__EXERCISE BRIEF__:
Your answer should consist solely of the lines from the first line of the data through the line with "(§4.F.2 streaming an", each reproduced exactly.

(Beginning of GIVEN ENTRIES)

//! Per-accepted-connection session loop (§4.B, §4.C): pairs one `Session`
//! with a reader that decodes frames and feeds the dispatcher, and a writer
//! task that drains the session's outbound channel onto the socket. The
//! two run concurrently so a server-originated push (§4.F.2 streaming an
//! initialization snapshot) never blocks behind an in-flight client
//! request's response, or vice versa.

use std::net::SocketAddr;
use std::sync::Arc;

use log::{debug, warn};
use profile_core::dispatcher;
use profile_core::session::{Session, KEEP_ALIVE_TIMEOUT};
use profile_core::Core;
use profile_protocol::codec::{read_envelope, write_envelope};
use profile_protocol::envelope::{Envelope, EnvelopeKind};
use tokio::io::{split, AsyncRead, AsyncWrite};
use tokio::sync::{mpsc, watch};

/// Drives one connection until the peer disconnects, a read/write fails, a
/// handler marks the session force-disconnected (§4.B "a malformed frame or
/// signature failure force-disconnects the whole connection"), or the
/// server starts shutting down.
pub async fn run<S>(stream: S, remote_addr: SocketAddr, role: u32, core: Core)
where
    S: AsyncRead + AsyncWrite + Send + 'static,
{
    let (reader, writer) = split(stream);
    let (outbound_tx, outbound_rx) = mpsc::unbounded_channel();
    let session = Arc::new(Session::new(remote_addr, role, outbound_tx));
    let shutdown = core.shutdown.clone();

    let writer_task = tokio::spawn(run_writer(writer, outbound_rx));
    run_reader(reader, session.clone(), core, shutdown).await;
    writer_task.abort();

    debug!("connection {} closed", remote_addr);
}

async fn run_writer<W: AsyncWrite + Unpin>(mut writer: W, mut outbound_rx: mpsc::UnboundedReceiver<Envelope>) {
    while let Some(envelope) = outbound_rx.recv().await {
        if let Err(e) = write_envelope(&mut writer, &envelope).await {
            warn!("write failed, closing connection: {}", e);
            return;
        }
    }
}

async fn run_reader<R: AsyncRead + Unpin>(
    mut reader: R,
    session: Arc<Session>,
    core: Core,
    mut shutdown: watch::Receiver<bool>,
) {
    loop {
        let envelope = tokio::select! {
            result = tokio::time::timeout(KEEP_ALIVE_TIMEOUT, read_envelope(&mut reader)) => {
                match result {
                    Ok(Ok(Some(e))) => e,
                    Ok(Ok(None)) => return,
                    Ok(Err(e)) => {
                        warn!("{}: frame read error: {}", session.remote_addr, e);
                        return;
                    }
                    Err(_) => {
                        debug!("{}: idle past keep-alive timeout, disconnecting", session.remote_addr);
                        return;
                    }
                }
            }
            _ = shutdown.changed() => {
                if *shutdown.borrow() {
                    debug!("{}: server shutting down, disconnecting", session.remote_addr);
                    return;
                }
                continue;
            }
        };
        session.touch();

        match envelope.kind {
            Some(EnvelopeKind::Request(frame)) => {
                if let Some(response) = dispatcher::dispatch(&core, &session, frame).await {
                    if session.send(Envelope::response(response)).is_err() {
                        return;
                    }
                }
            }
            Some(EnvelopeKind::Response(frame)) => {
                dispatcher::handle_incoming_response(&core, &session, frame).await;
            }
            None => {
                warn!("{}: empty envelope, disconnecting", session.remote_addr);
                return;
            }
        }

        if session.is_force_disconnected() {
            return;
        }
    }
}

(End of GIVEN ENTRIES)

__SOLUTION BELOW__:
//! Per-accepted-connection session loop (§4.B, §4.C): pairs one `Session`
//! with a reader that decodes frames and feeds the dispatcher, and a writer
//! task that drains the session's outbound channel onto the socket. The
//! two run concurrently so a server-originated push (§4.F.2 streaming an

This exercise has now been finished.